(Data entries)
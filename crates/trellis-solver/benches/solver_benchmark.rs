//! Solver benchmarks.

use criterion::{black_box, criterion_group, criterion_main, Criterion};
use trellis_solver::{Constraint, ConstraintId, Solver, Strength, Variable};

const BOXES: usize = 100;

/// A row of boxes separated by fixed gaps, each preferring a width of 50,
/// squeezed into a container whose right edge is pinned by a strong edit.
fn build_row(solver: &mut Solver) -> (Vec<Variable>, ConstraintId) {
    let mut lefts = Vec::with_capacity(BOXES);
    let mut widths = Vec::with_capacity(BOXES);
    for _ in 0..BOXES {
        lefts.push(solver.new_variable());
        widths.push(solver.new_variable());
    }

    solver.add(Constraint::equal(lefts[0], 0.0)).unwrap();
    for i in 0..BOXES {
        solver
            .add(Constraint::greater_or_equal(widths[i], 0.0))
            .unwrap();
        solver
            .add(Constraint::equal(widths[i], 50.0).with_strength(Strength::WEAK))
            .unwrap();
        if i + 1 < BOXES {
            solver
                .add(Constraint::equal(lefts[i + 1], lefts[i] + widths[i] + 10.0))
                .unwrap();
        }
    }
    let container = solver
        .add(
            Constraint::equal(lefts[BOXES - 1] + widths[BOXES - 1], 4000.0)
                .with_strength(Strength::STRONG),
        )
        .unwrap();
    (widths, container)
}

fn add_row(c: &mut Criterion) {
    c.bench_function("add_row", |b| {
        b.iter(|| {
            let mut solver = Solver::new();
            let (widths, _) = build_row(&mut solver);
            solver.solve().unwrap();
            black_box(solver.value(widths[0]))
        })
    });
}

fn edit_container(c: &mut Criterion) {
    let mut solver = Solver::new();
    let (widths, container) = build_row(&mut solver);
    solver.solve().unwrap();

    let mut right = 4000.0;
    c.bench_function("edit_container", |b| {
        b.iter(|| {
            right = if right > 6000.0 { 4000.0 } else { right + 25.0 };
            solver.update_constant(container, black_box(right));
            solver.solve().unwrap();
            black_box(solver.value(widths[BOXES - 1]))
        })
    });
}

fn change_strength(c: &mut Criterion) {
    let mut solver = Solver::new();
    let (widths, container) = build_row(&mut solver);
    solver.solve().unwrap();

    let mut strong = true;
    c.bench_function("change_strength", |b| {
        b.iter(|| {
            strong = !strong;
            let strength = if strong { Strength::STRONG } else { Strength::WEAK };
            solver.update_strength(container, strength).unwrap();
            solver.solve().unwrap();
            black_box(solver.value(widths[0]))
        })
    });
}

criterion_group!(benches, add_row, edit_container, change_strength);
criterion_main!(benches);
//! Incremental linear constraint solving.
//!
//! This crate implements:
//! - The Cassowary simplex engine (incremental add and remove)
//! - Phase-1 insertion through artificial variables, with conflict explanation
//! - Dual re-optimization after constant edits
//! - Strength changes without re-adding constraints
//!
//! ```
//! use trellis_solver::{Constraint, Solver, Strength};
//!
//! let mut solver = Solver::new();
//! solver.set_auto_solve(true);
//! let width = solver.new_variable();
//!
//! solver.add(Constraint::greater_or_equal(width, 100.0)).unwrap();
//! solver
//!     .add(Constraint::equal(width, 40.0).with_strength(Strength::WEAK))
//!     .unwrap();
//!
//! assert!((solver.value(width) - 100.0).abs() < 1e-8);
//! ```

mod config;
mod simplex;
mod solver;
mod tableau;

pub use config::SolverConfig;
pub use solver::Solver;
pub use trellis_core::{
    Constraint, ConstraintId, Expression, Relation, Result, SolverError, Strength, Variable,
    VariableKind,
};
//! Error types for the solver.

use thiserror::Error;

use crate::constraint::ConstraintId;

/// Errors that can occur during constraint solving.
#[derive(Debug, Clone, PartialEq, Eq, Error)]
pub enum SolverError {
    /// A required constraint could not be satisfied.
    #[error("required constraint cannot be satisfied")]
    RequiredFailure,

    /// A required constraint conflicts with the listed constraints.
    #[error("required constraint conflicts with {}", display_ids(.0))]
    RequiredFailureWithExplanation(Vec<ConstraintId>),

    /// The objective has no finite minimum.
    #[error("objective function is unbounded")]
    ObjectiveUnbound,

    /// The constraint is not in the solver.
    #[error("constraint {0} is not in the solver")]
    ConstraintNotFound(ConstraintId),

    /// The tableau is inconsistent. This is a bug, not bad input.
    #[error("internal solver error: {0}")]
    InternalError(&'static str),
}

fn display_ids(ids: &[ConstraintId]) -> String {
    if ids.is_empty() {
        return "the existing constraints".to_string();
    }
    ids.iter()
        .map(ToString::to_string)
        .collect::<Vec<_>>()
        .join(", ")
}

/// Result alias for solver operations.
pub type Result<T> = std::result::Result<T, SolverError>;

Problem statement
Would you copy each line of the records that contains "solving"?

Solution below
//! Incremental linear constraint solving.
/// Errors that can occur during constraint solving.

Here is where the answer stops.